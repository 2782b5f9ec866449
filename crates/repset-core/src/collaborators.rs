//! Collaborators the session engine depends on.
//!
//! Each is injected through [`SessionDeps`](crate::session::SessionDeps);
//! nothing here is global.

use std::collections::HashMap;

use serde::{Deserialize, Serialize};
use thiserror::Error;

use repset_model::{RpePolicy, SessionSettings};

/// Source of the settings read during a session.
pub trait SettingsProvider: Send + Sync {
    /// RPE capture policy, read once per series-completion decision.
    fn rpe_policy(&self) -> RpePolicy;

    /// Seconds added or removed by one rest adjustment.
    fn rest_adjust_step(&self) -> u32 {
        5
    }

    /// Whether feedback cues fire at all.
    fn vibration(&self) -> bool {
        true
    }
}

impl SettingsProvider for SessionSettings {
    fn rpe_policy(&self) -> RpePolicy {
        self.rpe_policy
    }

    fn rest_adjust_step(&self) -> u32 {
        self.rest_adjust_step_seconds
    }

    fn vibration(&self) -> bool {
        self.vibration
    }
}

/// Muscles worked by an exercise.
#[derive(Debug, Clone, PartialEq, Eq, Serialize, Deserialize)]
#[serde(rename_all = "camelCase")]
pub struct MuscleInfo {
    pub primary_muscle: String,
    #[serde(default)]
    pub secondary_muscles: Vec<String>,
}

/// Exercise metadata lookup, keyed by exercise key.
pub trait ExerciseCatalog: Send + Sync {
    fn lookup(&self, exercise_key: &str) -> Option<MuscleInfo>;
}

/// Catalog backed by an in-memory map.
#[derive(Debug, Clone, Default)]
pub struct StaticCatalog {
    entries: HashMap<String, MuscleInfo>,
}

impl StaticCatalog {
    pub fn new() -> Self {
        Self::default()
    }

    /// Parse a JSON object of `key -> { primaryMuscle, secondaryMuscles }`.
    pub fn from_json(json: &str) -> serde_json::Result<Self> {
        let entries: HashMap<String, MuscleInfo> = serde_json::from_str(json)?;
        Ok(Self { entries })
    }

    pub fn with_entry(
        mut self,
        key: impl Into<String>,
        primary: impl Into<String>,
        secondary: &[&str],
    ) -> Self {
        self.entries.insert(
            key.into(),
            MuscleInfo {
                primary_muscle: primary.into(),
                secondary_muscles: secondary.iter().map(|m| (*m).to_string()).collect(),
            },
        );
        self
    }

    pub fn len(&self) -> usize {
        self.entries.len()
    }

    pub fn is_empty(&self) -> bool {
        self.entries.is_empty()
    }
}

impl ExerciseCatalog for StaticCatalog {
    fn lookup(&self, exercise_key: &str) -> Option<MuscleInfo> {
        self.entries.get(exercise_key).cloned()
    }
}

/// Notable transitions worth a haptic pulse.
#[derive(Debug, Clone, Copy, PartialEq, Eq, Serialize)]
#[serde(rename_all = "snake_case")]
pub enum FeedbackKind {
    SeriesComplete,
    RestComplete,
    SessionFinished,
}

#[derive(Debug, Error)]
#[error("feedback unavailable: {0}")]
pub struct FeedbackError(pub String);

/// Fire-and-forget haptic trigger. Failures are ignored by the engine.
pub trait Feedback: Send + Sync {
    fn trigger(&self, kind: FeedbackKind) -> Result<(), FeedbackError>;
}

/// Feedback sink that does nothing.
#[derive(Debug, Clone, Copy, Default)]
pub struct NoFeedback;

impl Feedback for NoFeedback {
    fn trigger(&self, _kind: FeedbackKind) -> Result<(), FeedbackError> {
        Ok(())
    }
}

/// User-visible, non-blocking messages.
#[derive(Debug, Clone, PartialEq, Eq)]
pub enum Notice {
    SessionSaved { session_id: String },
    SaveFailed { message: String },
}

pub trait Notifier: Send + Sync {
    fn notify(&self, notice: Notice);
}

/// Notifier that only writes to the log.
#[derive(Debug, Clone, Copy, Default)]
pub struct LogNotifier;

impl Notifier for LogNotifier {
    fn notify(&self, notice: Notice) {
        match notice {
            Notice::SessionSaved { session_id } => {
                tracing::info!(%session_id, "session saved");
            }
            Notice::SaveFailed { message } => {
                tracing::warn!(%message, "session could not be saved");
            }
        }
    }
}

----

Task objective:
Above are lines of data; count those that hold "entries" and answer with the number only.

Result of the task:
7